Pour illustrer cela, prenons l’exemple d’un supermarché qui a un taux de service de 95% pour tous ses produits, ce qui est assez bon. En Europe, il y a en moyenne 7% de rupture de stock sur les étagères, donc un taux de service de 95% est assez bon. Si vous avez un client qui souhaite 20 produits, ce qui n’est même pas un grand panier en général, la probabilité qu’au moins l’un de ces produits manque est probablement élevée. Je devrais faire les calculs, mais en supposant une disponibilité indépendante, vous avez probablement moins de 10% de chances de tout trouver.

Nous commençons donc avec ce qui semble être très bon d’un point de vue du safety stock et de la demande, donnant l’impression d’un taux de service supérieur à 95%. Mais du point de vue du client, probablement moins de 10% des clients qui entrent dans le magasin trouveront exactement ce qu’ils cherchaient. Ces deux choses peuvent être vraies en même temps. Vous pouvez avoir un taux de service supérieur à 95%, et pourtant moins de 10% de vos clients repartiront satisfaits du magasin.

Qu’en est-il des produits que vos clients attendent et qui ne font pas partie de votre assortiment ? Le taux de service est aveugle en ce sens. S’il y a un produit très demandé, mais que vous ne l’avez tout simplement pas, cela ne sera pas compté comme une rupture de stock ou un taux de service de zéro pour cent—il n’est tout simplement pas pris en compte.

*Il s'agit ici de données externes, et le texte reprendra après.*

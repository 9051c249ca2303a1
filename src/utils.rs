use chrono::{DateTime, FixedOffset, NaiveDate, NaiveDateTime};
use eyre::{Context, Result, eyre};
use std::fs::{self, File};
use std::io::{BufRead, BufReader, BufWriter, Write};
use std::path::{Path, PathBuf};

use crate::importer::{CacheFile, CachePayload, CacheState};
use crate::paths::FilenameStyle;

/// Configuration required to run an export.
/// This decouples the logic from how the arguments were parsed (CLI/Config file).
#[derive(Clone, Debug)]
pub struct ExportConfig {
    pub target_dir: PathBuf,
    pub cache_path: PathBuf,
    pub filename_style: FilenameStyle,
    pub force: bool,
    pub verbose: bool,
    pub quiet: bool,
}

#[derive(Clone, Copy, Debug, PartialEq, Eq)]
pub enum ProcessResult {
    Created,
    Updated,
    Skipped,
}

#[derive(Clone, Debug, Default, PartialEq, Eq)]
pub struct FileFrontmatter {
    pub id: Option<String>,
}

/// Where Granola keeps its cache on this platform.
pub fn default_cache_path() -> Option<PathBuf> {
    dirs::data_dir().map(|d| d.join("Granola/cache-v3.json"))
}

/// Read the cache file and unwrap the double-encoded `state` object.
pub fn load_cache(path: &Path) -> Result<CacheState> {
    let raw = fs::read_to_string(path)
        .wrap_err_with(|| format!("Failed to read cache: {}", path.display()))?;
    parse_cache(&raw).wrap_err_with(|| format!("Failed to parse cache: {}", path.display()))
}

/// Parse the contents of a cache file.
pub fn parse_cache(raw: &str) -> Result<CacheState> {
    let outer: CacheFile = serde_json::from_str(raw)
        .wrap_err("Cache is not a JSON object with a `cache` field")?;

    let payload: CachePayload = match outer.cache {
        serde_json::Value::String(inner) => {
            serde_json::from_str(&inner).wrap_err("Inner cache JSON is invalid")?
        }
        value @ serde_json::Value::Object(_) => {
            serde_json::from_value(value).wrap_err("Inner cache object has no usable `state`")?
        }
        other => {
            return Err(eyre!(
                "Unexpected `cache` field type: expected string or object, got {}",
                json_kind(&other)
            ));
        }
    };

    Ok(payload.state)
}

fn json_kind(value: &serde_json::Value) -> &'static str {
    match value {
        serde_json::Value::Null => "null",
        serde_json::Value::Bool(_) => "bool",
        serde_json::Value::Number(_) => "number",
        serde_json::Value::String(_) => "string",
        serde_json::Value::Array(_) => "array",
        serde_json::Value::Object(_) => "object",
    }
}

/// Parse the timestamp shapes Granola emits.
///
/// RFC 3339 (with `Z` or an offset) is the norm. Naive date-times and bare dates are read as UTC.
pub fn parse_timestamp(raw: &str) -> Option<DateTime<FixedOffset>> {
    let raw = raw.trim();
    if raw.is_empty() {
        return None;
    }
    if let Ok(dt) = DateTime::parse_from_rfc3339(raw) {
        return Some(dt);
    }
    for fmt in ["%Y-%m-%dT%H:%M:%S%.f", "%Y-%m-%d %H:%M:%S%.f", "%Y-%m-%dT%H:%M"] {
        if let Ok(naive) = NaiveDateTime::parse_from_str(raw, fmt) {
            return Some(naive.and_utc().fixed_offset());
        }
    }
    NaiveDate::parse_from_str(raw, "%Y-%m-%d")
        .ok()
        .and_then(|d| d.and_hms_opt(0, 0, 0))
        .map(|naive| naive.and_utc().fixed_offset())
}

/// Create `path` (and its parent directories) and fill it through `render`.
///
/// A partially written file is removed when rendering fails.
pub fn write_note<F>(path: &Path, render: F) -> Result<()>
where
    F: FnOnce(&mut BufWriter<File>) -> std::io::Result<()>,
{
    if let Some(parent) = path.parent() {
        fs::create_dir_all(parent)
            .wrap_err_with(|| format!("Failed to create directory: {}", parent.display()))?;
    }
    let file =
        File::create(path).wrap_err_with(|| format!("Failed to create: {}", path.display()))?;
    let mut writer = BufWriter::new(file);

    let written = render(&mut writer).and_then(|()| writer.flush());
    if let Err(e) = written {
        drop(writer);
        let _ = fs::remove_file(path);
        return Err(e).wrap_err_with(|| format!("Failed to write: {}", path.display()));
    }
    Ok(())
}

/// Read the YAML frontmatter from an existing .md file and extract the owning record id.
///
/// Returns `None` when the file is missing or doesn't start with a frontmatter block.
pub fn parse_existing_frontmatter(path: &Path) -> Option<FileFrontmatter> {
    let file = File::open(path).ok()?;
    let reader = BufReader::new(file);
    let mut lines = reader.lines();
    let first = lines.next()?.ok()?;
    if first.trim() != "---" {
        return None;
    }

    let mut fm = FileFrontmatter::default();
    let mut bytes_read = 0usize;

    for line in lines {
        let line = line.ok()?;
        bytes_read += line.len() + 1;
        if bytes_read > 2048 || line.trim() == "---" {
            break;
        }
        if let Some(rest) = line.strip_prefix("id:") {
            let id = rest.trim().trim_matches('\'').trim_matches('"');
            if !id.is_empty() {
                fm.id = Some(id.to_string());
            }
        }
    }
    Some(fm)
}
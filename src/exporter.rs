use eyre::{Context, Result};
use indicatif::{ProgressBar, ProgressStyle};
use std::fs;
use std::path::Path;

use crate::importer::{CacheState, Document};
use crate::paths::{PathRegistry, allocate_path, month_dir, note_stem, record_date};
use crate::record::{Meeting, decode_document, decode_panels, decode_transcript};
use crate::renderer;
use crate::utils::{ExportConfig, ProcessResult, load_cache, write_note};

/// Counters reported at the end of a run.
#[derive(Debug, Default, Clone, Copy, PartialEq, Eq)]
pub struct ExportSummary {
    pub created: usize,
    pub updated: usize,
    pub skipped: usize,
    pub errors: usize,
    pub with_transcript: usize,
}

impl ExportSummary {
    fn record(&mut self, result: ProcessResult) {
        match result {
            ProcessResult::Created => self.created += 1,
            ProcessResult::Updated => self.updated += 1,
            ProcessResult::Skipped => self.skipped += 1,
        }
    }
}

/// The main entry point for the local export.
/// Loads the cache and writes one Markdown file per meeting.
pub fn execute(config: &ExportConfig) -> Result<ExportSummary> {
    let state = load_cache(&config.cache_path)?;
    let summary = export_state(&state, config)?;

    if !config.quiet {
        let mut line = format!(
            "Done. {} created, {} updated, {} skipped ({} with transcripts).",
            summary.created, summary.updated, summary.skipped, summary.with_transcript
        );
        if summary.errors > 0 {
            line.push_str(&format!(" Completed with {} error(s).", summary.errors));
        }
        eprintln!("{}", line);
        eprintln!("Output: {}", config.target_dir.display());
    }

    Ok(summary)
}

fn make_bar(total: u64, quiet: bool) -> ProgressBar {
    if quiet {
        return ProgressBar::hidden();
    }
    let bar = ProgressBar::new(total);
    let style = ProgressStyle::with_template(
        "{spinner:.green} [{bar:40.cyan/blue}] {pos}/{len} ({percent}%)",
    )
    .map(|s| s.progress_chars("=>-"))
    .unwrap_or_else(|_| ProgressStyle::default_bar());
    bar.set_style(style);
    bar
}

/// Export every document of an already-loaded cache.
pub fn export_state(state: &CacheState, config: &ExportConfig) -> Result<ExportSummary> {
    fs::create_dir_all(&config.target_dir).wrap_err_with(|| {
        format!(
            "Failed to create target directory: {}",
            config.target_dir.display()
        )
    })?;

    let mut summary = ExportSummary::default();
    let pb = make_bar(state.documents.len() as u64, config.quiet);
    pb.println(format!("Found {} documents.", state.documents.len()));

    let mut documents: Vec<(&str, Document)> = Vec::with_capacity(state.documents.len());
    for (id, raw) in &state.documents {
        match decode_document(raw) {
            Ok(doc) => documents.push((id.as_str(), doc)),
            Err(e) => {
                summary.skipped += 1;
                tracing::warn!(
                    id = %id,
                    error = %format!("{:#}", e),
                    "skipping undecodable document"
                );
                pb.inc(1);
            }
        }
    }

    // Colliding titles are disambiguated in visiting order, so keep it stable across runs
    documents.sort_by(|(a_id, a), (b_id, b)| {
        a.created_at
            .as_deref()
            .unwrap_or("")
            .cmp(b.created_at.as_deref().unwrap_or(""))
            .then_with(|| a_id.cmp(b_id))
    });

    let mut registry = PathRegistry::new();
    for (id, doc) in &documents {
        match export_document(id, doc, state, config, &mut registry, &pb) {
            Ok((result, with_transcript)) => {
                summary.record(result);
                if with_transcript {
                    summary.with_transcript += 1;
                }
            }
            Err(e) => {
                summary.errors += 1;
                pb.println(format!("Error [{}]: {:#}", short_id(id), e));
            }
        }
        pb.inc(1);
    }

    pb.finish_and_clear();
    Ok(summary)
}

fn short_id(id: &str) -> &str {
    id.get(..8).unwrap_or(id)
}

/// Normalize, place and write one document. Returns whether a transcript was included.
fn export_document(
    id: &str,
    doc: &Document,
    state: &CacheState,
    config: &ExportConfig,
    registry: &mut PathRegistry,
    pb: &ProgressBar,
) -> Result<(ProcessResult, bool)> {
    let transcript = decode_transcript(state.transcripts.get(id));
    let panels = decode_panels(state.document_panels.get(id));
    let meeting = Meeting::from_document(id, doc, &transcript, &panels);

    if meeting.deleted {
        tracing::debug!(id, "deleted document");
        return Ok((ProcessResult::Skipped, false));
    }

    // Empty records never claim a path
    if !meeting.has_content() {
        tracing::debug!(id, title = %meeting.title, "no summary, notes or transcript");
        return Ok((ProcessResult::Skipped, false));
    }

    let date = record_date(meeting.created_raw.as_deref(), meeting.updated_raw.as_deref());
    let dir = month_dir(&config.target_dir, &date);
    let stem = note_stem(&date, &meeting.title, config.filename_style);
    let path = allocate_path(&dir, &stem, id, config.filename_style, registry);

    let exists = path.exists();
    if exists && !config.force {
        if config.verbose {
            pb.println(format!("Skipped:  {}", display_rel(&path, &config.target_dir)));
        }
        return Ok((ProcessResult::Skipped, false));
    }

    write_note(&path, |w| renderer::render_meeting(w, &meeting))
        .wrap_err("Failed to write meeting markdown")?;

    let result = if exists {
        ProcessResult::Updated
    } else {
        ProcessResult::Created
    };

    if config.verbose {
        let label = match result {
            ProcessResult::Created => "Created:",
            ProcessResult::Updated => "Updated:",
            ProcessResult::Skipped => unreachable!(),
        };
        pb.println(format!("{:<9} {}", label, display_rel(&path, &config.target_dir)));
    }

    Ok((result, !meeting.transcript.is_empty()))
}

fn display_rel(path: &Path, root: &Path) -> String {
    path.strip_prefix(root).unwrap_or(path).display().to_string()
}

#[cfg(test)]
mod tests {
    use super::*;
    use crate::paths::FilenameStyle;
    use crate::utils::parse_cache;
    use serde_json::json;

    fn config(dir: &Path) -> ExportConfig {
        ExportConfig {
            target_dir: dir.to_path_buf(),
            cache_path: dir.join("cache.json"),
            filename_style: FilenameStyle::Title,
            force: false,
            verbose: false,
            quiet: true,
        }
    }

    fn state(documents: serde_json::Value) -> CacheState {
        let inner = json!({ "state": { "documents": documents } }).to_string();
        parse_cache(&json!({ "cache": inner }).to_string()).unwrap()
    }

    #[test]
    fn skips_deleted_and_empty_documents() {
        let dir = tempfile::tempdir().unwrap();
        let st = state(json!({
            "a": {"title": "Gone", "created_at": "2024-01-01T10:00:00Z", "deleted_at": "2024-01-02T00:00:00Z", "notes_plain": "x"},
            "b": {"title": "Empty", "created_at": "2024-01-01T10:00:00Z"},
            "c": {"title": "Kept", "created_at": "2024-01-01T10:00:00Z", "notes_plain": "x"}
        }));
        let summary = export_state(&st, &config(dir.path())).unwrap();
        assert_eq!(summary.created, 1);
        assert_eq!(summary.skipped, 2);
        assert!(dir.path().join("2024/2024-01/2024-01-01 - Kept.md").exists());
    }

    #[test]
    fn empty_document_leaves_the_name_free() {
        let dir = tempfile::tempdir().unwrap();
        let st = state(json!({
            "a": {"title": "Sync", "created_at": "2024-01-01T10:00:00Z"},
            "b": {"title": "Sync", "created_at": "2024-01-01T10:00:00Z", "notes_plain": "x"}
        }));
        export_state(&st, &config(dir.path())).unwrap();
        let month = dir.path().join("2024/2024-01");
        assert!(month.join("2024-01-01 - Sync.md").exists());
        assert_eq!(fs::read_dir(&month).unwrap().count(), 1);
    }

    #[test]
    fn undecodable_documents_are_skipped() {
        let dir = tempfile::tempdir().unwrap();
        let st = state(json!({
            "bad": {"title": 42},
            "good": {"title": "Fine", "created_at": "2024-01-01T10:00:00Z", "notes_plain": "x"}
        }));
        let summary = export_state(&st, &config(dir.path())).unwrap();
        assert_eq!(summary.errors, 0);
        assert_eq!(summary.skipped, 1);
        assert_eq!(summary.created, 1);
    }
}
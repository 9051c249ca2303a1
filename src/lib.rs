//! # granola-export
//!
//! A CLI tool that exports [Granola](https://granola.ai) meeting notes to local Markdown files.
//!
//! ## What it does
//!
//! Granola keeps every meeting it has seen in a local JSON cache (`cache-v3.json`): the
//! calendar metadata, your own notes, the AI summary panels and, for recent meetings, the
//! transcript. This tool reads that cache and writes each meeting as a standalone Markdown
//! file with a small YAML frontmatter block, organized by date:
//!
//! ```text
//! granola-backup/2024/2024-05/2024-05-06 - Weekly Sync.md
//! ```
//!
//! The cache is only ever read; Granola's data is never modified.
//!
//! ## Shared notes
//!
//! Notes shared through a public link can be fetched too. They are saved under
//! `granola-backup/shared/YYYY/YYYY-MM/`.
//!
//! ## Re-running
//!
//! Output paths are deterministic. Files already present are left alone unless `--force` is
//! given. When two meetings on the same day share a title, the later one gets a short id
//! suffix; the frontmatter `id` ties each file to its meeting so this stays stable.
//!
//! ## Usage
//!
//! ```sh
//! # Export all meetings from the local cache
//! granola-export ~/notes/granola
//!
//! # Save a shared note
//! granola-export ~/notes/granola --url https://notes.granola.ai/d/0a1b2c3d-...
//! ```
//!
//! Preferences can be persisted in `~/.config/granola-export/config.toml`.
//!
//! ## Compatibility
//!
//! Tracks Granola's internal (undocumented) cache layout, version 3.
pub mod exporter;
pub mod html;
pub mod importer;
pub mod paths;
pub mod prosemirror;
pub mod record;
pub mod renderer;
pub mod shared;
pub mod utils;
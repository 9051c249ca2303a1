//! Minimal HTML to Markdown conversion for shared-note summaries.
//!
//! The summary markup Granola serves is a flat, well-formed subset (headings, lists,
//! paragraphs, inline emphasis, links), so a tag-stream walk is enough; no DOM is built.

use regex::{Captures, Regex};
use std::sync::LazyLock;

/// Comments, start/end tags (attributes may contain quoted `>`), or text runs.
static TOKEN: LazyLock<Regex> = LazyLock::new(|| {
    Regex::new(r#"(?s)<!--.*?-->|<(/?)([A-Za-z][A-Za-z0-9]*)((?:[^>"']|"[^"]*"|'[^']*')*)>|[^<]+|<"#)
        .unwrap_or_else(|_| unreachable!())
});

static HREF: LazyLock<Regex> = LazyLock::new(|| {
    Regex::new(r#"(?i)\bhref\s*=\s*(?:"([^"]*)"|'([^']*)'|([^\s"'>]+))"#)
        .unwrap_or_else(|_| unreachable!())
});

static ENTITY: LazyLock<Regex> = LazyLock::new(|| {
    Regex::new(r"&(#[0-9]+|#[xX][0-9a-fA-F]+|[A-Za-z]+);").unwrap_or_else(|_| unreachable!())
});

static BLANK_RUN: LazyLock<Regex> =
    LazyLock::new(|| Regex::new(r"\n{3,}").unwrap_or_else(|_| unreachable!()));

const VOID_TAGS: &[&str] = &["br", "hr", "img", "input", "meta", "link", "wbr"];

/// Decode character references in text or attribute values. Unknown names are left as-is.
pub fn decode_entities(text: &str) -> String {
    ENTITY
        .replace_all(text, |caps: &Captures| {
            let body = &caps[1];
            let decoded = if let Some(num) = body.strip_prefix('#') {
                let code = match num.strip_prefix(['x', 'X']) {
                    Some(hex) => u32::from_str_radix(hex, 16).ok(),
                    None => num.parse::<u32>().ok(),
                };
                code.and_then(char::from_u32).map(String::from)
            } else {
                named_entity(body).map(String::from)
            };
            decoded.unwrap_or_else(|| caps[0].to_string())
        })
        .into_owned()
}

fn named_entity(name: &str) -> Option<&'static str> {
    Some(match name {
        "amp" => "&",
        "lt" => "<",
        "gt" => ">",
        "quot" => "\"",
        "apos" => "'",
        "nbsp" => "\u{a0}",
        "ndash" => "\u{2013}",
        "mdash" => "\u{2014}",
        "hellip" => "\u{2026}",
        "lsquo" => "\u{2018}",
        "rsquo" => "\u{2019}",
        "ldquo" => "\u{201c}",
        "rdquo" => "\u{201d}",
        "copy" => "\u{a9}",
        _ => return None,
    })
}

struct OpenTag {
    name: String,
    href: Option<String>,
}

#[derive(Default)]
struct Converter {
    out: String,
    stack: Vec<OpenTag>,
    /// Inside `<script>`/`<style>`; text is dropped.
    raw_depth: usize,
}

impl Converter {
    fn list_depth(&self) -> usize {
        self.stack
            .iter()
            .filter(|t| t.name == "ul" || t.name == "ol")
            .count()
    }

    fn start(&mut self, name: &str, attrs: &str) {
        let mut href = None;
        match name {
            "h1" | "h2" | "h3" | "h4" | "h5" | "h6" => {
                let level = name[1..].parse::<usize>().unwrap_or(1);
                self.out.push('\n');
                self.out.push_str(&"#".repeat(level));
                self.out.push(' ');
            }
            "li" => {
                let depth = self.list_depth().saturating_sub(1);
                self.out.push_str(&"  ".repeat(depth));
                self.out.push_str("- ");
            }
            "br" => self.out.push('\n'),
            "a" => {
                href = Some(
                    HREF.captures(attrs)
                        .and_then(|c| c.get(1).or_else(|| c.get(2)).or_else(|| c.get(3)))
                        .map(|m| decode_entities(m.as_str()))
                        .unwrap_or_default(),
                );
                self.out.push('[');
            }
            "strong" | "b" => self.out.push_str("**"),
            "em" | "i" => self.out.push('*'),
            "code" => self.out.push('`'),
            "blockquote" => self.out.push_str("> "),
            "script" | "style" => self.raw_depth += 1,
            _ => {}
        }
        if !VOID_TAGS.contains(&name) {
            self.stack.push(OpenTag {
                name: name.to_string(),
                href,
            });
        }
    }

    fn end(&mut self, name: &str) {
        let open = self
            .stack
            .iter()
            .rposition(|t| t.name == name)
            .map(|idx| self.stack.remove(idx));

        match name {
            "h1" | "h2" | "h3" | "h4" | "h5" | "h6" | "p" => self.out.push_str("\n\n"),
            "li" | "ul" | "ol" | "blockquote" => self.out.push('\n'),
            "a" => {
                self.out.push(']');
                if let Some(tag) = open {
                    self.out.push('(');
                    self.out.push_str(tag.href.as_deref().unwrap_or(""));
                    self.out.push(')');
                }
            }
            "strong" | "b" => self.out.push_str("**"),
            "em" | "i" => self.out.push('*'),
            "code" => self.out.push('`'),
            "script" | "style" => self.raw_depth = self.raw_depth.saturating_sub(1),
            _ => {}
        }
    }

    fn text(&mut self, data: &str) {
        if self.raw_depth == 0 {
            self.out.push_str(&decode_entities(data));
        }
    }

    fn finish(self) -> String {
        BLANK_RUN.replace_all(&self.out, "\n\n").trim().to_string()
    }
}

/// Convert an HTML fragment into Markdown.
pub fn to_markdown(html: &str) -> String {
    let mut conv = Converter::default();
    for caps in TOKEN.captures_iter(html) {
        let Some(whole) = caps.get(0) else { continue };
        match caps.get(2) {
            Some(name) => {
                let name = name.as_str().to_ascii_lowercase();
                let closing = caps.get(1).is_some_and(|m| !m.as_str().is_empty());
                let attrs = caps.get(3).map_or("", |m| m.as_str());
                if closing {
                    conv.end(&name);
                } else {
                    conv.start(&name, attrs);
                    if attrs.trim_end().ends_with('/') && !VOID_TAGS.contains(&name.as_str()) {
                        conv.end(&name);
                    }
                }
            }
            None if whole.as_str().starts_with("<!--") => {}
            None => conv.text(whole.as_str()),
        }
    }
    conv.finish()
}
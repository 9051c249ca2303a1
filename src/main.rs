use clap::Parser;
use eyre::{Context, Result, eyre};
use granola_export::paths::{FilenameStyle, PathRegistry};
use granola_export::utils::{self, ProcessResult};
use granola_export::{exporter, shared};
use serde::Deserialize;
use std::fs;
use std::path::{Path, PathBuf};
use tracing_subscriber::EnvFilter;

/// Export Granola meeting notes, summaries and transcripts to Markdown files.
#[derive(Parser)]
#[command(author, version, about, long_about = None)]
struct Cli {
    /// Directory to export markdown files.
    /// Defaults to ./granola-backup if not set in config.
    #[arg(value_name = "TARGET_DIR")]
    target_dir: Option<PathBuf>,

    /// Path to Granola's cache file (cache-v3.json).
    /// Auto-detected if omitted.
    #[arg(long, value_name = "PATH")]
    cache: Option<PathBuf>,

    /// Path to a specific configuration file.
    /// Defaults to $XDG_CONFIG_HOME/granola-export/config.toml
    #[arg(long, value_name = "PATH")]
    config: Option<PathBuf>,

    /// Shared note URL (https://notes.granola.ai/d/...) or bare note id. Repeatable.
    /// When given, only shared notes are fetched.
    #[arg(long, value_name = "URL")]
    url: Vec<String>,

    /// Overwrite existing files.
    #[arg(short, long, visible_alias = "overwrite")]
    force: bool,

    /// Use slugified filenames (2024-05-06-weekly-sync.md).
    #[arg(long)]
    slug: bool,

    /// Print each file written or skipped.
    #[arg(short, long)]
    verbose: bool,

    /// Suppress standard output (progress bars).
    #[arg(short, long, conflicts_with = "verbose")]
    quiet: bool,
}

#[derive(Deserialize, Default)]
struct FileConfig {
    target_dir: Option<PathBuf>,
    cache_path: Option<PathBuf>,
    filename_style: Option<FilenameStyle>,
}

fn load_file_config(explicit_path: Option<&Path>) -> Result<FileConfig> {
    let path = if let Some(p) = explicit_path {
        if !p.exists() {
            return Err(eyre!("Config file not found: {}", p.display()));
        }
        Some(p.to_path_buf())
    } else {
        // Search: XDG/OS config dir, then nothing
        dirs::config_dir()
            .map(|d| d.join("granola-export/config.toml"))
            .filter(|p| p.exists())
    };

    match path {
        None => Ok(FileConfig::default()),
        Some(p) => {
            let content = fs::read_to_string(&p)
                .wrap_err_with(|| format!("Failed to read config: {}", p.display()))?;
            toml::from_str(&content)
                .wrap_err_with(|| format!("Failed to parse config: {}", p.display()))
        }
    }
}

fn init_tracing(verbose: bool, quiet: bool) {
    let default_level = if quiet {
        "error"
    } else if verbose {
        "debug"
    } else {
        "warn"
    };
    let filter =
        EnvFilter::try_from_default_env().unwrap_or_else(|_| EnvFilter::new(default_level));
    let _ = tracing_subscriber::fmt()
        .with_env_filter(filter)
        .with_writer(std::io::stderr)
        .with_target(false)
        .try_init();
}

fn fetch_shared(urls: &[String], config: &utils::ExportConfig) -> Result<()> {
    let client = shared::build_client()?;
    let mut registry = PathRegistry::new();
    let mut failures = 0usize;

    for arg in urls {
        let outcome = shared::resolve_share_url(arg).and_then(|url| {
            if !config.quiet {
                eprintln!("Fetching shared note from {} ...", url);
            }
            shared::save_shared_note(&client, &url, config, &mut registry)
        });
        match outcome {
            Ok((path, ProcessResult::Skipped)) => {
                if !config.quiet {
                    eprintln!("Skipped (already exists): {}", path.display());
                }
            }
            Ok((path, _)) => {
                if !config.quiet {
                    eprintln!("Saved: {}", path.display());
                }
            }
            Err(e) => {
                failures += 1;
                eprintln!("Error fetching {}: {:#}", arg, e);
            }
        }
    }

    if failures == urls.len() {
        return Err(eyre!("No shared notes could be saved"));
    }
    Ok(())
}

fn main() -> Result<()> {
    let cli = Cli::parse();
    init_tracing(cli.verbose, cli.quiet);

    // 1. Load config file (CLI path > default path)
    let file_cfg = load_file_config(cli.config.as_deref())?;

    // 2. Resolve target_dir (CLI > Config > Default)
    let target_dir = cli
        .target_dir
        .or(file_cfg.target_dir)
        .unwrap_or_else(|| PathBuf::from("granola-backup"));

    // 3. Resolve filename style (CLI flag > Config > Default)
    let filename_style = if cli.slug {
        FilenameStyle::Slug
    } else {
        file_cfg.filename_style.unwrap_or_default()
    };

    // 4. Resolve cache_path (CLI > Config > Auto-detect)
    let cache_path = cli
        .cache
        .or(file_cfg.cache_path)
        .or_else(utils::default_cache_path);

    // 5. Build the Export Config
    let config = utils::ExportConfig {
        target_dir,
        cache_path: cache_path.clone().unwrap_or_default(),
        filename_style,
        force: cli.force,
        verbose: cli.verbose,
        quiet: cli.quiet,
    };

    // 6. Run the Business Logic
    if !cli.url.is_empty() {
        return fetch_shared(&cli.url, &config);
    }

    let Some(cache_path) = cache_path else {
        return Err(eyre!(
            "Could not determine cache path.\nUse --cache to specify manually, or set cache_path in config.toml."
        ));
    };
    if !cache_path.exists() {
        return Err(eyre!(
            "Granola cache not found at: {}\nMake sure Granola is installed and has been used at least once, or use --cache to specify the path.",
            cache_path.display()
        ));
    }

    if !config.quiet {
        eprintln!("Loading cache from {} ...", cache_path.display());
    }
    exporter::execute(&config).map(|_| ())
}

Par exemple, si j’exagère et imagine un magasin rempli de produits que personne ne veut, ce magasin a, par définition, un taux de service de 100%. Personne ne veut de ces produits, mais ils sont exposés, donc vous obtenez un taux de service parfait. Plus vous avez de produits que personne ne veut, meilleur est votre taux de service. C’est un problème complètement mécanique, un problème lié à ces modèles mathématiques.

Nous devons faire très attention, surtout lorsque ces modèles portent des noms rassurants comme “Safety Stock”. Il y a une transition non sequitur où les gens supposent que, parce que c’est un modèle mathématique qui a un bon nom, il doit être bénéfique pour les clients, mais c’est une déduction non justifiée.

Conor Doherty: Pour résumer ce que vous avez dit, il est crucial de comprendre notre critique d’ABC XYZ d’un point de vue panier. Les clients n’achètent pas en isolation. L’absence d’accès à un certain SKU peut les pousser à quitter le magasin sans acheter quoi que ce soit, même le SKU individuel.

Joannes Vermorel: Oui, et pour revenir à l’intention initiale, ABC XYZ est censé être un mécanisme de décision de priorité d’attention pour les humains. Mais est-ce un bon mécanisme pour prioriser l’attention ? Je dirais absolument que non. En tant que mécanisme de priorisation, il est médiocre—il ne met en évidence rien de véritablement pertinent.

Et bien que je ne sois pas un grand fan de DDMRP, je reconnais que, en tant que mécanisme de priorisation de l’attention, la manière dont DDMRP définit les buffers et priorise les produits par rapport à l’écart avec les buffers cibles a plus de sens que ABC XYZ. Au moins, c’est raisonnable dans ce domaine. ABC XYZ ne l’est pas.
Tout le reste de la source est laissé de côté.